____ Supplied data

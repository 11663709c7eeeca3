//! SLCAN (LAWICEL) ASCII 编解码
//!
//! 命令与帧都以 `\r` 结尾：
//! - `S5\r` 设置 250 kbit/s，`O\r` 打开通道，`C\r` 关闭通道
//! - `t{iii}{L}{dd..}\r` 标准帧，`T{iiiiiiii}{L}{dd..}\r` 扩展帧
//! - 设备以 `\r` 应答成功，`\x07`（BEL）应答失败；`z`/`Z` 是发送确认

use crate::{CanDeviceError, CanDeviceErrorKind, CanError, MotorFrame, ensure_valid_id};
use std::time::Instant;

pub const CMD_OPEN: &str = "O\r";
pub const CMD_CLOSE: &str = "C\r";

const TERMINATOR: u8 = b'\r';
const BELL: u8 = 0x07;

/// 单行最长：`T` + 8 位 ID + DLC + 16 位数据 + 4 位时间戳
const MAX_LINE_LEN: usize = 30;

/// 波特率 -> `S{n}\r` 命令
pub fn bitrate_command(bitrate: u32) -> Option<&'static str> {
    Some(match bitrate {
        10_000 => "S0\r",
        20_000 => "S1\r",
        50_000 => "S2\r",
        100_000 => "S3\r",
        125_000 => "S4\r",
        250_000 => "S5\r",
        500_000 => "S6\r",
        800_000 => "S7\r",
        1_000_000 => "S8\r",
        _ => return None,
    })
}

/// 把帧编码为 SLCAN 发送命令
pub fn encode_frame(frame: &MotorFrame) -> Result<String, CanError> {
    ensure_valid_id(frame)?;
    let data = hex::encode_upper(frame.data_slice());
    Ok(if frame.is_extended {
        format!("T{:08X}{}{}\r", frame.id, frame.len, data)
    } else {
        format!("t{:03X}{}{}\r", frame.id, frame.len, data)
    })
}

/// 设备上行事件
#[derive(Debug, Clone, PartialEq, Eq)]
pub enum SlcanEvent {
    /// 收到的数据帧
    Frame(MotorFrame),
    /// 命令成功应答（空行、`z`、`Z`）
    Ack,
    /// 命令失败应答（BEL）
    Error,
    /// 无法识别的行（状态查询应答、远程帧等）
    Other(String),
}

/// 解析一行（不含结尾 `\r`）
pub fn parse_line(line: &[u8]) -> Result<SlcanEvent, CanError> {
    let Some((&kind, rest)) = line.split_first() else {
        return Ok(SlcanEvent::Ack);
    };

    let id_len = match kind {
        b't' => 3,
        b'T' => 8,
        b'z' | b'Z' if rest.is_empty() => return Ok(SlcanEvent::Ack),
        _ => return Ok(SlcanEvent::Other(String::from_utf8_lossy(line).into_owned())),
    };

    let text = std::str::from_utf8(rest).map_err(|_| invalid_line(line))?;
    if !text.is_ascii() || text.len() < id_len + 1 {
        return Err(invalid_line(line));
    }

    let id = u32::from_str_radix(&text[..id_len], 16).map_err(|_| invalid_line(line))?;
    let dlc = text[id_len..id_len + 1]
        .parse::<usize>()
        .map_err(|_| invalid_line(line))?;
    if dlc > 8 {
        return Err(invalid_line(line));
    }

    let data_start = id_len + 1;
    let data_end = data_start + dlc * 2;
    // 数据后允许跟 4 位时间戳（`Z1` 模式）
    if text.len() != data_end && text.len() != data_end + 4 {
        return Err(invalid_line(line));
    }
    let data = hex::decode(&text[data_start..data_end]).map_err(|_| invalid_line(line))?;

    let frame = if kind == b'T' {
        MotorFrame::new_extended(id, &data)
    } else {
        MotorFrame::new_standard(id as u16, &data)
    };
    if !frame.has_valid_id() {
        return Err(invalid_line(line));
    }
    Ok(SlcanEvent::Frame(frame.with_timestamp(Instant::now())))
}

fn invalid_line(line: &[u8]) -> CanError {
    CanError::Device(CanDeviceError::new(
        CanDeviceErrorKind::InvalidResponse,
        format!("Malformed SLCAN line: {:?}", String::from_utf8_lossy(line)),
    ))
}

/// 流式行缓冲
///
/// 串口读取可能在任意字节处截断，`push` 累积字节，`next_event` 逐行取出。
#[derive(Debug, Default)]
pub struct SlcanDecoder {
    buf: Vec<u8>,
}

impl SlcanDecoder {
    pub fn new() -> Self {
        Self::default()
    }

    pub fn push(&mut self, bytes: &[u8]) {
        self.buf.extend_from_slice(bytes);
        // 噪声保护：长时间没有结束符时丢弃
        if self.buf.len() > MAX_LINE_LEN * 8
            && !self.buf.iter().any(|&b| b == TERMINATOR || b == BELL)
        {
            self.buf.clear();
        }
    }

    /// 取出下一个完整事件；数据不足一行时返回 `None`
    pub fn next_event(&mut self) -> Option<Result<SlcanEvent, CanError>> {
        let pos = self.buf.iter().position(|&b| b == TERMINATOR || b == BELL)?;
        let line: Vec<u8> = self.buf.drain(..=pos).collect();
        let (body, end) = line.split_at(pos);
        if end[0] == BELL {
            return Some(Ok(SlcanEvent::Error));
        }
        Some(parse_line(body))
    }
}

________
____ Supplied data

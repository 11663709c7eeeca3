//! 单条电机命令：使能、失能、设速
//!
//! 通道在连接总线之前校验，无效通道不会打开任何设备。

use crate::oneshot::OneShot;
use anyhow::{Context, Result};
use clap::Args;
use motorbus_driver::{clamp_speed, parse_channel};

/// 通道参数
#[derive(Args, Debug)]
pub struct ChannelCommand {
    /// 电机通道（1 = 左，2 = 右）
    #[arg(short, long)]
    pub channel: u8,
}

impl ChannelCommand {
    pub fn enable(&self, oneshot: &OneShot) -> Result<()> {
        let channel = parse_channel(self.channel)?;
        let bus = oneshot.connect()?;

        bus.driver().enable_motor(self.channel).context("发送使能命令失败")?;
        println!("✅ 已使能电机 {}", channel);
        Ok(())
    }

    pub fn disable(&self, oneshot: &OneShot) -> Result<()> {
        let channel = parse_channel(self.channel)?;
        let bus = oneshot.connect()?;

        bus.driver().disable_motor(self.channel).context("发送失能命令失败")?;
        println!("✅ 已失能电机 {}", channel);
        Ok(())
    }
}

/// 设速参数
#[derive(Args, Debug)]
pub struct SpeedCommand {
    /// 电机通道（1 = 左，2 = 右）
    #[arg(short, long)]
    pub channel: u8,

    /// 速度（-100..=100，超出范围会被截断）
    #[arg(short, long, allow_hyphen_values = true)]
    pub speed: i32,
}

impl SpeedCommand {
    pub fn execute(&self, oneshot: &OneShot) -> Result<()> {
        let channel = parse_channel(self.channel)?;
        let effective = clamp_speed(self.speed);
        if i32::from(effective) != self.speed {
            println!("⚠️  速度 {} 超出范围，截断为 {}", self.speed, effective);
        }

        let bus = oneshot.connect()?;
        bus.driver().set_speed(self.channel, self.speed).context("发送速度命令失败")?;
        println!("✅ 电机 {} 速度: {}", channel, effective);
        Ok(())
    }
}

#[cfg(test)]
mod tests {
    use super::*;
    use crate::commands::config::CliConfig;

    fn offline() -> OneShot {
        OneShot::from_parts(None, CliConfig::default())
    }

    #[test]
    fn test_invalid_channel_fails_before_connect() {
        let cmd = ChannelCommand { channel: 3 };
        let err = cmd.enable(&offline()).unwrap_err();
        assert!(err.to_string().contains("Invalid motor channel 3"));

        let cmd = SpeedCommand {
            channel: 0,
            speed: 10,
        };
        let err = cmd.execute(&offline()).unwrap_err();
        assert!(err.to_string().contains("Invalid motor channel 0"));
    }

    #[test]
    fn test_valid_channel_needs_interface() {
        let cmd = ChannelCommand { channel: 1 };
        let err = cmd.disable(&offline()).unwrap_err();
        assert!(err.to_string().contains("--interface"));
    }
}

________

# What needs to be done
How many lines in the records contain the word "Result"? Reply with that number only.

# Response
7